● **WORK ORDER**
For the material below, please count the lines containing "Pagination". Reply with the count alone.

● **PROVIDED DATA**
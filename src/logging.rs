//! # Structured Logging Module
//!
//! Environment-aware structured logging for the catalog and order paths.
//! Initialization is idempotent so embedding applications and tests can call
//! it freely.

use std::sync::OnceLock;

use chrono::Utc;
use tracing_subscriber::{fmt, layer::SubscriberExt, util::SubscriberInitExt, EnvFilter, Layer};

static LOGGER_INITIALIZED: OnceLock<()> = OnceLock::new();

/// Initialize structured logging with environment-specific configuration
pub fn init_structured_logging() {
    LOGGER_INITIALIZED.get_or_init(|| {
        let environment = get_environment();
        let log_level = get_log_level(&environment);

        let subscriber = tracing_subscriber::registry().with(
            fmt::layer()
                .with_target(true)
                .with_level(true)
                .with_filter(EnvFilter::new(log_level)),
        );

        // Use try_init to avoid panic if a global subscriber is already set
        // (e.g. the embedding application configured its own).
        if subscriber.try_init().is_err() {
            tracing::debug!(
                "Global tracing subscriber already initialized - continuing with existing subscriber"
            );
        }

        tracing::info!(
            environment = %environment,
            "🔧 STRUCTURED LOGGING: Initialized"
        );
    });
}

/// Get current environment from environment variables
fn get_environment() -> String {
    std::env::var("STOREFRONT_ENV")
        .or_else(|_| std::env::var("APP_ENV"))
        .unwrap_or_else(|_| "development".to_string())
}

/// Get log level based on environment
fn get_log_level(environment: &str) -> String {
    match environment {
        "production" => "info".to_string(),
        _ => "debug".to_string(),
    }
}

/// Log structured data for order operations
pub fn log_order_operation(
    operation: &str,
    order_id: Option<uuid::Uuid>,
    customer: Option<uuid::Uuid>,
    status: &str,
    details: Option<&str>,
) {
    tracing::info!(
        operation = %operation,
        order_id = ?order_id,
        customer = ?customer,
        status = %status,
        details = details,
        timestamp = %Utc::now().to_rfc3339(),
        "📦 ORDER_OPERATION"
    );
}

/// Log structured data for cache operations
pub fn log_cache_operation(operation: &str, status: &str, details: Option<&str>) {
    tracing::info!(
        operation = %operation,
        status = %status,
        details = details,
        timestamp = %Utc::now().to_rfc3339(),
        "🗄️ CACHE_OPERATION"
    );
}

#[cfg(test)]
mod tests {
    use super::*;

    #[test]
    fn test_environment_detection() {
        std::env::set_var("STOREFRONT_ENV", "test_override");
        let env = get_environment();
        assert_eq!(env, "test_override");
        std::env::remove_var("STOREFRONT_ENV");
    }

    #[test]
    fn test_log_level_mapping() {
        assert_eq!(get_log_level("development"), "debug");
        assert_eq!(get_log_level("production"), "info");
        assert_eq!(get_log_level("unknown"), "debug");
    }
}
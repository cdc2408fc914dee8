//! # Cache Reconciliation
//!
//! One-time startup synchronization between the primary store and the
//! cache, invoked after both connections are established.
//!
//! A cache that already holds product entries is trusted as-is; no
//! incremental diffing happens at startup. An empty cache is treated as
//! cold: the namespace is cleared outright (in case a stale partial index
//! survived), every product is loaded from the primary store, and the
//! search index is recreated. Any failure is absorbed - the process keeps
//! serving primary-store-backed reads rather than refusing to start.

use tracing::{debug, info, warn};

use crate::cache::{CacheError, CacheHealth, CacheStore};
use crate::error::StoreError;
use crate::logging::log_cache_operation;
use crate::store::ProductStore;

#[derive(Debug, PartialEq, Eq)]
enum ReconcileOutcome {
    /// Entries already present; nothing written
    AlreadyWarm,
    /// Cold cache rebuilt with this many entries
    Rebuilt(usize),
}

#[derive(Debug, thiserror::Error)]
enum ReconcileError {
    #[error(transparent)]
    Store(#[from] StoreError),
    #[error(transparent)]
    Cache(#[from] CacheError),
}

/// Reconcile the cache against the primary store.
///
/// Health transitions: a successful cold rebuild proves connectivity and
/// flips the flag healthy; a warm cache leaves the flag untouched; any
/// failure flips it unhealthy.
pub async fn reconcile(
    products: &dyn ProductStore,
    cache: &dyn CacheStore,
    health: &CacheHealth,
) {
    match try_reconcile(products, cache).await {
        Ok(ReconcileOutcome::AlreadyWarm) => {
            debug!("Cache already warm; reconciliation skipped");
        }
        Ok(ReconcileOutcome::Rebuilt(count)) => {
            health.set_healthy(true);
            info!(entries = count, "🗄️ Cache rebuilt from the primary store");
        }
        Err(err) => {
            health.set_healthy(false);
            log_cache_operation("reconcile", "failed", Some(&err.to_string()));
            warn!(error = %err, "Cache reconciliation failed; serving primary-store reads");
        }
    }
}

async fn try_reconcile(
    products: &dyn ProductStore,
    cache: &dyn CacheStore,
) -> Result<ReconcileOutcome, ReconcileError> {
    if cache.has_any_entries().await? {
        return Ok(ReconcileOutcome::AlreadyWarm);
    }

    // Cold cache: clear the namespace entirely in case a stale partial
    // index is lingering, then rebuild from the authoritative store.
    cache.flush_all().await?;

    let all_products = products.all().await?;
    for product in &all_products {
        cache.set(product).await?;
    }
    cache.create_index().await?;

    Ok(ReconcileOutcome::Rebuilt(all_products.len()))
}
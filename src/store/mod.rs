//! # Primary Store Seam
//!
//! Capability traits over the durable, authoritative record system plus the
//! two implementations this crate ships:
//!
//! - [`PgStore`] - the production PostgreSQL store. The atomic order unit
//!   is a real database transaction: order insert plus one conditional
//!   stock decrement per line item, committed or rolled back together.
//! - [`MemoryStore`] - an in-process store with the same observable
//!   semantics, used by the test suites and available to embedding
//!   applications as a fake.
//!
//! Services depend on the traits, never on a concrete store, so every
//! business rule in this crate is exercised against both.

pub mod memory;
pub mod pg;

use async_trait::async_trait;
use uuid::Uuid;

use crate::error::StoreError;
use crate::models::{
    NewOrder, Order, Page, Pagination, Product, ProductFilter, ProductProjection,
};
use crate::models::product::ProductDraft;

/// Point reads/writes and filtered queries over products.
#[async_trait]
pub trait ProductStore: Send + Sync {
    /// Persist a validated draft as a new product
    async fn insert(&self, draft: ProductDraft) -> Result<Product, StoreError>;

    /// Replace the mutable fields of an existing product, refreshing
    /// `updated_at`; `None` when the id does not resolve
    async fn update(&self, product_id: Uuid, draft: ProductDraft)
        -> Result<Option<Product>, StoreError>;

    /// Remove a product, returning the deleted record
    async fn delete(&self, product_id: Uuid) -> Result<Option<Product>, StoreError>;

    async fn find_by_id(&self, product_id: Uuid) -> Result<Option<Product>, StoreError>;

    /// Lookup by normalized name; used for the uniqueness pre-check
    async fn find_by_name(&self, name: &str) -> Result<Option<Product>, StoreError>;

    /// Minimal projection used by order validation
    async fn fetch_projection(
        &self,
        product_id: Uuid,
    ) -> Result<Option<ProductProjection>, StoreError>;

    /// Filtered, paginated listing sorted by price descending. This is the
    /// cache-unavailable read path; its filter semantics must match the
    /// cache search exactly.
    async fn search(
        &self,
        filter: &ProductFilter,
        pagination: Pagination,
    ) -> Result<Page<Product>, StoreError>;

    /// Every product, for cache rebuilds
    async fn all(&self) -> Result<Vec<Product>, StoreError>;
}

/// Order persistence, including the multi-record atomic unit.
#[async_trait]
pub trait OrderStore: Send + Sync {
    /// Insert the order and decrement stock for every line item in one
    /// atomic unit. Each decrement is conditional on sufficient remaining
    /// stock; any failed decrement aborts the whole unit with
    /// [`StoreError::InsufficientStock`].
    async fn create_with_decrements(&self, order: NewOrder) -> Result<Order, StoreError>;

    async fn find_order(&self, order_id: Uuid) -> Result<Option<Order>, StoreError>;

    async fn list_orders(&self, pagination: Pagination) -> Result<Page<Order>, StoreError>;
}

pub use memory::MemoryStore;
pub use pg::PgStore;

● **SOLUTION TO THIS EXERCISE**
3